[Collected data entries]
* * * *
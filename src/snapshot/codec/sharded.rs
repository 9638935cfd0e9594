//! Sharded codec
//!
//! One record stream per keyspace shard plus a summary manifest.
//!
//! ## Manifest Format
//! ```text
//! ┌────────────────────────────────────────────────────────────┐
//! │ Magic: "EMBS" (4) | Version: u16 (2) | PayloadLen: u32 (4) │
//! ├────────────────────────────────────────────────────────────┤
//! │ Payload: bincode(SnapshotManifest)                         │
//! ├────────────────────────────────────────────────────────────┤
//! │ PayloadCRC: u32 (4)                                        │
//! └────────────────────────────────────────────────────────────┘
//! ```
//!
//! The manifest lists shard files by bare file name, relative to the
//! manifest's own directory. Shard files carry no reference back.

use serde::{Deserialize, Serialize};
use tracing::debug;

use crate::error::{EmberError, Result};
use crate::keyspace::KeyspaceSnapshot;
use crate::snapshot::filename::ResolvedName;
use crate::snapshot::SnapshotFormat;
use crate::storage::StorageBackend;

use super::{read_records, EncodedFile, FileKind, RecordWriter, SnapshotCodec, SnapshotImage};

/// Magic bytes identifying a manifest
const MANIFEST_MAGIC: &[u8; 4] = b"EMBS";

/// Current manifest version
const MANIFEST_VERSION: u16 = 1;

/// Magic (4) + Version (2) + PayloadLen (4)
const MANIFEST_HEADER_SIZE: usize = 10;

/// Index of one sharded snapshot
#[derive(Debug, Clone, PartialEq, Eq, Serialize, Deserialize)]
pub struct SnapshotManifest {
    /// Unix seconds at capture time
    pub created_at: i64,

    /// Number of logical databases in the captured keyspace
    pub db_count: u32,

    /// Total keys across all shard files
    pub key_count: u64,

    /// Shard data file names, indexed by shard id
    pub shard_files: Vec<String>,
}

impl SnapshotManifest {
    /// Serialize with header and checksum
    pub fn to_bytes(&self) -> Result<Vec<u8>> {
        let payload = bincode::serialize(self).map_err(|e| EmberError::codec("encode manifest", e))?;
        let payload_len = u32::try_from(payload.len())
            .map_err(|_| EmberError::Codec("manifest too large".to_string()))?;

        let mut buf = Vec::with_capacity(MANIFEST_HEADER_SIZE + payload.len() + 4);
        buf.extend_from_slice(MANIFEST_MAGIC);
        buf.extend_from_slice(&MANIFEST_VERSION.to_le_bytes());
        buf.extend_from_slice(&payload_len.to_le_bytes());
        buf.extend_from_slice(&payload);
        buf.extend_from_slice(&crc32fast::hash(&payload).to_le_bytes());
        Ok(buf)
    }

    /// Parse and validate a manifest
    pub fn from_bytes(data: &[u8]) -> Result<Self> {
        if data.len() < MANIFEST_HEADER_SIZE + 4 {
            return Err(EmberError::Codec(format!(
                "manifest too short: {} bytes",
                data.len()
            )));
        }
        if &data[0..4] != MANIFEST_MAGIC {
            return Err(EmberError::Codec(format!(
                "invalid manifest magic: expected EMBS, got {:?}",
                &data[0..4]
            )));
        }
        let version = u16::from_le_bytes([data[4], data[5]]);
        if version != MANIFEST_VERSION {
            return Err(EmberError::Codec(format!(
                "unsupported manifest version: {}",
                version
            )));
        }
        let payload_len = u32::from_le_bytes([data[6], data[7], data[8], data[9]]) as usize;
        if data.len() != MANIFEST_HEADER_SIZE + payload_len + 4 {
            return Err(EmberError::Codec(format!(
                "manifest length mismatch: payload {} bytes, file {} bytes",
                payload_len,
                data.len()
            )));
        }

        let payload = &data[MANIFEST_HEADER_SIZE..MANIFEST_HEADER_SIZE + payload_len];
        let crc_start = MANIFEST_HEADER_SIZE + payload_len;
        let expected_crc = u32::from_le_bytes([
            data[crc_start],
            data[crc_start + 1],
            data[crc_start + 2],
            data[crc_start + 3],
        ]);
        if crc32fast::hash(payload) != expected_crc {
            return Err(EmberError::Codec("manifest checksum mismatch".to_string()));
        }

        let manifest: SnapshotManifest =
            bincode::deserialize(payload).map_err(|e| EmberError::codec("decode manifest", e))?;

        // Shard references are bare names; anything else could point elsewhere
        for file in &manifest.shard_files {
            if file.is_empty() || file.contains('/') || file.contains('\\') || file == ".." {
                return Err(EmberError::Codec(format!(
                    "invalid shard file reference '{}'",
                    file
                )));
            }
        }
        Ok(manifest)
    }
}

/// Multi-file `.dfs` snapshots
pub struct ShardedCodec;

impl SnapshotCodec for ShardedCodec {
    fn format(&self) -> SnapshotFormat {
        SnapshotFormat::Sharded
    }

    fn encode(&self, snapshot: &KeyspaceSnapshot, name: &ResolvedName) -> Result<Vec<EncodedFile>> {
        let mut files = Vec::with_capacity(snapshot.shards().len() + 1);
        let mut shard_files = Vec::with_capacity(snapshot.shards().len());
        let mut key_count = 0;

        for shard in snapshot.shards() {
            let mut writer = RecordWriter::new(FileKind::Shard);
            for (db, key, value) in shard.entries() {
                writer.push(db, key, value)?;
            }
            key_count += writer.record_count();

            let file_name = name.shard_file(shard.id());
            shard_files.push(bare_name(&file_name).to_string());
            files.push(EncodedFile {
                name: file_name,
                data: writer.finish(),
            });
        }

        let manifest = SnapshotManifest {
            created_at: chrono::Utc::now().timestamp(),
            db_count: snapshot.db_count() as u32,
            key_count,
            shard_files,
        };
        files.push(EncodedFile {
            name: name.summary_file(),
            data: manifest.to_bytes()?,
        });

        debug!(
            summary = %name.summary_file(),
            shards = snapshot.shards().len(),
            keys = key_count,
            "Encoded sharded snapshot"
        );
        Ok(files)
    }

    fn decode(&self, main: &str, backend: &dyn StorageBackend) -> Result<SnapshotImage> {
        let manifest = SnapshotManifest::from_bytes(&backend.read(main)?)?;
        let dir = match main.rsplit_once('/') {
            Some((dir, _)) => format!("{}/", dir),
            None => String::new(),
        };

        // Load every shard by index before producing anything
        let mut shards = Vec::with_capacity(manifest.shard_files.len());
        let mut files = Vec::with_capacity(manifest.shard_files.len() + 1);
        for shard_file in &manifest.shard_files {
            let name = format!("{}{}", dir, shard_file);
            let data = backend.read(&name).map_err(|e| match e {
                EmberError::NotFound(_) => EmberError::Storage(format!(
                    "shard file {} referenced by {} is missing",
                    name, main
                )),
                other => other,
            })?;
            shards.push(read_records(&data, FileKind::Shard)?);
            files.push(name);
        }

        let records: Vec<_> = shards.into_iter().flatten().collect();
        if records.len() as u64 != manifest.key_count {
            return Err(EmberError::Codec(format!(
                "manifest lists {} keys, shard files hold {}",
                manifest.key_count,
                records.len()
            )));
        }

        files.push(main.to_string());
        Ok(SnapshotImage {
            format: SnapshotFormat::Sharded,
            records,
            files,
        })
    }
}

fn bare_name(name: &str) -> &str {
    name.rsplit('/').next().unwrap_or(name)
}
* * * *
■ **EXERCISE**
Your task is to extract all of the records exactly.

■ **RESPONSE FOR THIS EXERCISE**
filename src/snapshot/codec/sharded.rs
repository 9638935cfd0e9594
//! Sharded codec
//!
//! One record stream per keyspace shard plus a summary manifest.
//!
//! ## Manifest Format
//! ```text
//! ┌────────────────────────────────────────────────────────────┐
//! │ Magic: "EMBS" (4) | Version: u16 (2) | PayloadLen: u32 (4) │
//! ├────────────────────────────────────────────────────────────┤
//! │ Payload: bincode(SnapshotManifest)                         │
//! ├────────────────────────────────────────────────────────────┤
//! │ PayloadCRC: u32 (4)                                        │
//! └────────────────────────────────────────────────────────────┘
//! ```
//!
//! The manifest lists shard files by bare file name, relative to the
//! manifest's own directory. Shard files carry no reference back.

use serde::{Deserialize, Serialize};
use tracing::debug;

use crate::error::{EmberError, Result};
use crate::keyspace::KeyspaceSnapshot;
use crate::snapshot::filename::ResolvedName;
use crate::snapshot::SnapshotFormat;
use crate::storage::StorageBackend;

use super::{read_records, EncodedFile, FileKind, RecordWriter, SnapshotCodec, SnapshotImage};

/// Magic bytes identifying a manifest
const MANIFEST_MAGIC: &[u8; 4] = b"EMBS";

/// Current manifest version
const MANIFEST_VERSION: u16 = 1;

/// Magic (4) + Version (2) + PayloadLen (4)
const MANIFEST_HEADER_SIZE: usize = 10;

/// Index of one sharded snapshot
#[derive(Debug, Clone, PartialEq, Eq, Serialize, Deserialize)]
pub struct SnapshotManifest {
    /// Unix seconds at capture time
    pub created_at: i64,

    /// Number of logical databases in the captured keyspace
    pub db_count: u32,

    /// Total keys across all shard files
    pub key_count: u64,

    /// Shard data file names, indexed by shard id
    pub shard_files: Vec<String>,
}

impl SnapshotManifest {
    /// Serialize with header and checksum
    pub fn to_bytes(&self) -> Result<Vec<u8>> {
        let payload = bincode::serialize(self).map_err(|e| EmberError::codec("encode manifest", e))?;
        let payload_len = u32::try_from(payload.len())
            .map_err(|_| EmberError::Codec("manifest too large".to_string()))?;

        let mut buf = Vec::with_capacity(MANIFEST_HEADER_SIZE + payload.len() + 4);
        buf.extend_from_slice(MANIFEST_MAGIC);
        buf.extend_from_slice(&MANIFEST_VERSION.to_le_bytes());
        buf.extend_from_slice(&payload_len.to_le_bytes());
        buf.extend_from_slice(&payload);
        buf.extend_from_slice(&crc32fast::hash(&payload).to_le_bytes());
        Ok(buf)
    }

    /// Parse and validate a manifest
    pub fn from_bytes(data: &[u8]) -> Result<Self> {
        if data.len() < MANIFEST_HEADER_SIZE + 4 {
            return Err(EmberError::Codec(format!(
                "manifest too short: {} bytes",
                data.len()
            )));
        }
        if &data[0..4] != MANIFEST_MAGIC {
            return Err(EmberError::Codec(format!(
                "invalid manifest magic: expected EMBS, got {:?}",
                &data[0..4]
            )));
        }
        let version = u16::from_le_bytes([data[4], data[5]]);
        if version != MANIFEST_VERSION {
            return Err(EmberError::Codec(format!(
                "unsupported manifest version: {}",
                version
            )));
        }
        let payload_len = u32::from_le_bytes([data[6], data[7], data[8], data[9]]) as usize;
        if data.len() != MANIFEST_HEADER_SIZE + payload_len + 4 {
            return Err(EmberError::Codec(format!(
                "manifest length mismatch: payload {} bytes, file {} bytes",
                payload_len,
                data.len()
            )));
        }

        let payload = &data[MANIFEST_HEADER_SIZE..MANIFEST_HEADER_SIZE + payload_len];
        let crc_start = MANIFEST_HEADER_SIZE + payload_len;
        let expected_crc = u32::from_le_bytes([
            data[crc_start],
            data[crc_start + 1],
            data[crc_start + 2],
            data[crc_start + 3],
        ]);
        if crc32fast::hash(payload) != expected_crc {
            return Err(EmberError::Codec("manifest checksum mismatch".to_string()));
        }

        let manifest: SnapshotManifest =
            bincode::deserialize(payload).map_err(|e| EmberError::codec("decode manifest", e))?;

        // Shard references are bare names; anything else could point elsewhere
        for file in &manifest.shard_files {
            if file.is_empty() || file.contains('/') || file.contains('\\') || file == ".." {
                return Err(EmberError::Codec(format!(
                    "invalid shard file reference '{}'",
                    file
                )));
            }
        }
        Ok(manifest)
    }
}

/// Multi-file `.dfs` snapshots
pub struct ShardedCodec;

impl SnapshotCodec for ShardedCodec {
    fn format(&self) -> SnapshotFormat {
        SnapshotFormat::Sharded
    }

    fn encode(&self, snapshot: &KeyspaceSnapshot, name: &ResolvedName) -> Result<Vec<EncodedFile>> {
        let mut files = Vec::with_capacity(snapshot.shards().len() + 1);
        let mut shard_files = Vec::with_capacity(snapshot.shards().len());
        let mut key_count = 0;

        for shard in snapshot.shards() {
            let mut writer = RecordWriter::new(FileKind::Shard);
            for (db, key, value) in shard.entries() {
                writer.push(db, key, value)?;
            }
            key_count += writer.record_count();

            let file_name = name.shard_file(shard.id());
            shard_files.push(bare_name(&file_name).to_string());
            files.push(EncodedFile {
                name: file_name,
                data: writer.finish(),
            });
        }

        let manifest = SnapshotManifest {
            created_at: chrono::Utc::now().timestamp(),
            db_count: snapshot.db_count() as u32,
            key_count,
            shard_files,
        };
        files.push(EncodedFile {
            name: name.summary_file(),
            data: manifest.to_bytes()?,
        });

        debug!(
            summary = %name.summary_file(),
            shards = snapshot.shards().len(),
            keys = key_count,
            "Encoded sharded snapshot"
        );
        Ok(files)
    }

    fn decode(&self, main: &str, backend: &dyn StorageBackend) -> Result<SnapshotImage> {
        let manifest = SnapshotManifest::from_bytes(&backend.read(main)?)?;
        let dir = match main.rsplit_once('/') {
            Some((dir, _)) => format!("{}/", dir),
            None => String::new(),
        };

        // Load every shard by index before producing anything
        let mut shards = Vec::with_capacity(manifest.shard_files.len());
        let mut files = Vec::with_capacity(manifest.shard_files.len() + 1);
        for shard_file in &manifest.shard_files {
            let name = format!("{}{}", dir, shard_file);
            let data = backend.read(&name).map_err(|e| match e {
                EmberError::NotFound(_) => EmberError::Storage(format!(
                    "shard file {} referenced by {} is missing",
                    name, main
                )),
                other => other,
            })?;
            shards.push(read_records(&data, FileKind::Shard)?);
            files.push(name);
        }

        let records: Vec<_> = shards.into_iter().flatten().collect();
        if records.len() as u64 != manifest.key_count {
            return Err(EmberError::Codec(format!(
                "manifest lists {} keys, shard files hold {}",
                manifest.key_count,
                records.len()
            )));
        }

        files.push(main.to_string());
        Ok(SnapshotImage {
            format: SnapshotFormat::Sharded,
            records,
            files,
        })
    }
}

fn bare_name(name: &str) -> &str {
    name.rsplit('/').next().unwrap_or(name)
}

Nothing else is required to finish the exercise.